Soudain, les yeux de Florence se portèrent sur sa main droite qu’elle avait posée à plat sur la table qui venait d’être desservie par Yama. Elle tressaillit et, rapidement, retira cette main pour la cacher sous la nappe. Sur la peau blanche, elle avait vu monter l’écarlate anneau des heures de crise : le Cercle Rouge.

Elle pâlit un peu, mais eut un mouvement d’épaules résolu. Ce qu’elle avait décidé de faire, elle le ferait.

— Es-tu souffrante, mon enfant ? demanda avec inquiétude Mme Travis, qui observait le visage contracté de la jeune fille.

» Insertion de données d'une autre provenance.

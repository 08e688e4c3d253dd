//! Value types for tracked properties
//!
//! This module defines:
//! - Value: unified enum for every scalar a property can hold
//! - ValueKind: the declared type of a property slot
//!
//! ## Type Rules
//!
//! - No implicit type coercions
//! - `Int(1) != Float(1.0)`: different types are never equal
//! - `Bytes` are not `String`
//! - Float uses IEEE-754 equality: `NaN != NaN`, `-0.0 == 0.0`
//! - `Array` holds primitive collections (e.g. a list of tags on a complex type)

use serde::{Deserialize, Serialize};
use std::cmp::Ordering;
use std::fmt;

/// Value stored in a property slot of an entity instance
#[derive(Debug, Clone, Serialize, Deserialize)]
pub enum Value {
    /// Null value
    Null,
    /// Boolean value
    Bool(bool),
    /// 64-bit signed integer
    Int(i64),
    /// 64-bit floating point (IEEE-754)
    Float(f64),
    /// UTF-8 string
    String(String),
    /// Raw bytes
    Bytes(Vec<u8>),
    /// Collection of primitive values
    Array(Vec<Value>),
}

// Custom PartialEq implementation for IEEE-754 float semantics
impl PartialEq for Value {
    fn eq(&self, other: &Self) -> bool {
        match (self, other) {
            (Value::Null, Value::Null) => true,
            (Value::Bool(a), Value::Bool(b)) => a == b,
            (Value::Int(a), Value::Int(b)) => a == b,
            // IEEE-754: NaN != NaN, -0.0 == 0.0
            (Value::Float(a), Value::Float(b)) => a == b,
            (Value::String(a), Value::String(b)) => a == b,
            (Value::Bytes(a), Value::Bytes(b)) => a == b,
            (Value::Array(a), Value::Array(b)) => a == b,
            _ => false,
        }
    }
}

impl Value {
    /// Get the type name as a string
    pub fn type_name(&self) -> &'static str {
        match self {
            Value::Null => "Null",
            Value::Bool(_) => "Bool",
            Value::Int(_) => "Int",
            Value::Float(_) => "Float",
            Value::String(_) => "String",
            Value::Bytes(_) => "Bytes",
            Value::Array(_) => "Array",
        }
    }

    /// The kind of a non-null value
    pub fn kind(&self) -> Option<ValueKind> {
        match self {
            Value::Null => None,
            Value::Bool(_) => Some(ValueKind::Bool),
            Value::Int(_) => Some(ValueKind::Int),
            Value::Float(_) => Some(ValueKind::Float),
            Value::String(_) => Some(ValueKind::String),
            Value::Bytes(_) => Some(ValueKind::Bytes),
            Value::Array(_) => Some(ValueKind::Array),
        }
    }

    /// Check if this is a null value
    pub fn is_null(&self) -> bool {
        matches!(self, Value::Null)
    }

    /// Get as bool if this is a Bool value
    pub fn as_bool(&self) -> Option<bool> {
        match self {
            Value::Bool(b) => Some(*b),
            _ => None,
        }
    }

    /// Get as i64 if this is an Int value
    pub fn as_int(&self) -> Option<i64> {
        match self {
            Value::Int(i) => Some(*i),
            _ => None,
        }
    }

    /// Get as f64 if this is a Float value
    pub fn as_float(&self) -> Option<f64> {
        match self {
            Value::Float(f) => Some(*f),
            _ => None,
        }
    }

    /// Get as &str if this is a String value
    pub fn as_str(&self) -> Option<&str> {
        match self {
            Value::String(s) => Some(s),
            _ => None,
        }
    }

    /// Get as &[u8] if this is a Bytes value
    pub fn as_bytes(&self) -> Option<&[u8]> {
        match self {
            Value::Bytes(b) => Some(b),
            _ => None,
        }
    }

    /// Get as &[Value] if this is an Array value
    pub fn as_array(&self) -> Option<&[Value]> {
        match self {
            Value::Array(a) => Some(a),
            _ => None,
        }
    }

    /// Total order used for key ordering in stores and deterministic output.
    ///
    /// Values of different kinds order by kind; floats use `total_cmp`.
    pub fn total_cmp(&self, other: &Value) -> Ordering {
        match (self, other) {
            (Value::Null, Value::Null) => Ordering::Equal,
            (Value::Bool(a), Value::Bool(b)) => a.cmp(b),
            (Value::Int(a), Value::Int(b)) => a.cmp(b),
            (Value::Float(a), Value::Float(b)) => a.total_cmp(b),
            (Value::String(a), Value::String(b)) => a.cmp(b),
            (Value::Bytes(a), Value::Bytes(b)) => a.cmp(b),
            (Value::Array(a), Value::Array(b)) => {
                for (x, y) in a.iter().zip(b.iter()) {
                    match x.total_cmp(y) {
                        Ordering::Equal => continue,
                        ord => return ord,
                    }
                }
                a.len().cmp(&b.len())
            }
            _ => self.rank().cmp(&other.rank()),
        }
    }

    /// Reflexive equality: `==`, plus NaN equals a NaN with the same bits
    ///
    /// Used when diffing snapshots, where an unchanged value must never
    /// compare different from itself.
    pub fn same_as(&self, other: &Value) -> bool {
        self == other || self.total_cmp(other) == Ordering::Equal
    }

    fn rank(&self) -> u8 {
        match self {
            Value::Null => 0,
            Value::Bool(_) => 1,
            Value::Int(_) => 2,
            Value::Float(_) => 3,
            Value::String(_) => 4,
            Value::Bytes(_) => 5,
            Value::Array(_) => 6,
        }
    }

    pub(crate) fn hash_into<H: std::hash::Hasher>(&self, state: &mut H) {
        use std::hash::Hash;
        self.rank().hash(state);
        match self {
            Value::Null => {}
            Value::Bool(b) => b.hash(state),
            Value::Int(i) => i.hash(state),
            // -0.0 and 0.0 compare equal, so they must hash equal
            Value::Float(f) => {
                if *f == 0.0 {
                    0u64.hash(state)
                } else {
                    f.to_bits().hash(state)
                }
            }
            Value::String(s) => s.hash(state),
            Value::Bytes(b) => b.hash(state),
            Value::Array(a) => {
                a.len().hash(state);
                for v in a {
                    v.hash_into(state);
                }
            }
        }
    }
}

impl fmt::Display for Value {
    fn fmt(&self, f: &mut fmt::Formatter<'_>) -> fmt::Result {
        match self {
            Value::Null => write!(f, "null"),
            Value::Bool(b) => write!(f, "{}", b),
            Value::Int(i) => write!(f, "{}", i),
            Value::Float(x) => write!(f, "{}", x),
            Value::String(s) => write!(f, "'{}'", s),
            Value::Bytes(b) => write!(f, "<{} bytes>", b.len()),
            Value::Array(a) => {
                write!(f, "[")?;
                for (i, v) in a.iter().enumerate() {
                    if i > 0 {
                        write!(f, ", ")?;
                    }
                    write!(f, "{}", v)?;
                }
                write!(f, "]")
            }
        }
    }
}

// ============================================================================
// ValueKind
// ============================================================================

/// Declared type of a property slot
#[derive(Debug, Clone, Copy, PartialEq, Eq, Hash, Serialize, Deserialize)]
pub enum ValueKind {
    /// Boolean
    Bool,
    /// 64-bit signed integer
    Int,
    /// 64-bit float
    Float,
    /// UTF-8 string
    String,
    /// Raw bytes
    Bytes,
    /// Collection of primitives
    Array,
}

impl ValueKind {
    /// The default value of the kind, used as the sentinel for generated keys
    pub fn default_value(&self) -> Value {
        match self {
            ValueKind::Bool => Value::Bool(false),
            ValueKind::Int => Value::Int(0),
            ValueKind::Float => Value::Float(0.0),
            ValueKind::String => Value::String(String::new()),
            ValueKind::Bytes => Value::Bytes(Vec::new()),
            ValueKind::Array => Value::Array(Vec::new()),
        }
    }

    /// Name used in error messages
    pub fn name(&self) -> &'static str {
        match self {
            ValueKind::Bool => "Bool",
            ValueKind::Int => "Int",
            ValueKind::Float => "Float",
            ValueKind::String => "String",
            ValueKind::Bytes => "Bytes",
            ValueKind::Array => "Array",
        }
    }
}

impl fmt::Display for ValueKind {
    fn fmt(&self, f: &mut fmt::Formatter<'_>) -> fmt::Result {
        f.write_str(self.name())
    }
}

// ============================================================================
// From implementations for ergonomic API usage
// ============================================================================

impl From<&str> for Value {
    fn from(s: &str) -> Self {
        Value::String(s.to_string())
    }
}

impl From<String> for Value {
    fn from(s: String) -> Self {
        Value::String(s)
    }
}

impl From<bool> for Value {
    fn from(b: bool) -> Self {
        Value::Bool(b)
    }
}

impl From<i64> for Value {
    fn from(i: i64) -> Self {
        Value::Int(i)
    }
}

impl From<i32> for Value {
    fn from(i: i32) -> Self {
        Value::Int(i as i64)
    }
}

impl From<f64> for Value {
    fn from(f: f64) -> Self {
        Value::Float(f)
    }
}

impl From<Vec<u8>> for Value {
    fn from(b: Vec<u8>) -> Self {
        Value::Bytes(b)
    }
}

impl From<Vec<Value>> for Value {
    fn from(a: Vec<Value>) -> Self {
        Value::Array(a)
    }
}

impl<T: Into<Value>> From<Option<T>> for Value {
    fn from(v: Option<T>) -> Self {
        v.map(Into::into).unwrap_or(Value::Null)
    }
}

// ============================================================================
// Typed reads
// ============================================================================

/// Rust types a property value can be read as
pub trait FromValue: Sized {
    /// Kind the property must have for the read to be valid
    const KIND: ValueKind;

    /// Convert, returning `None` for a kind mismatch
    fn from_value(value: &Value) -> Option<Self>;
}

impl FromValue for i64 {
    const KIND: ValueKind = ValueKind::Int;
    fn from_value(value: &Value) -> Option<Self> {
        value.as_int()
    }
}

impl FromValue for f64 {
    const KIND: ValueKind = ValueKind::Float;
    fn from_value(value: &Value) -> Option<Self> {
        value.as_float()
    }
}

impl FromValue for bool {
    const KIND: ValueKind = ValueKind::Bool;
    fn from_value(value: &Value) -> Option<Self> {
        value.as_bool()
    }
}

impl FromValue for String {
    const KIND: ValueKind = ValueKind::String;
    fn from_value(value: &Value) -> Option<Self> {
        value.as_str().map(str::to_string)
    }
}

impl FromValue for Vec<u8> {
    const KIND: ValueKind = ValueKind::Bytes;
    fn from_value(value: &Value) -> Option<Self> {
        value.as_bytes().map(<[u8]>::to_vec)
    }
}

— Souffrante, c’est trop dire, maman, répondit celle-ci en passant sur son front sa main gauche, mais, vraiment, je ne suis pas très bien. J’ai une violente migraine. Je crois que je me suis trop fatiguée aujourd’hui. Je te demande la permission de remonter dans ma chambre. Je vais me coucher et cela passera en dormant… Mais, surtout, que personne ne vienne me déranger, sans cela, je serai malade demain…

— Non, non, sois tranquille. On ne te dérangera pas, et je vais donner ordre qu’on ne fasse aucun bruit dans la maison, dit Mme Travis avec sollicitude.

Florence lui souhaita le bonsoir en l’embrassant et remonta dans son appartement, où elle s’enferma à double tour.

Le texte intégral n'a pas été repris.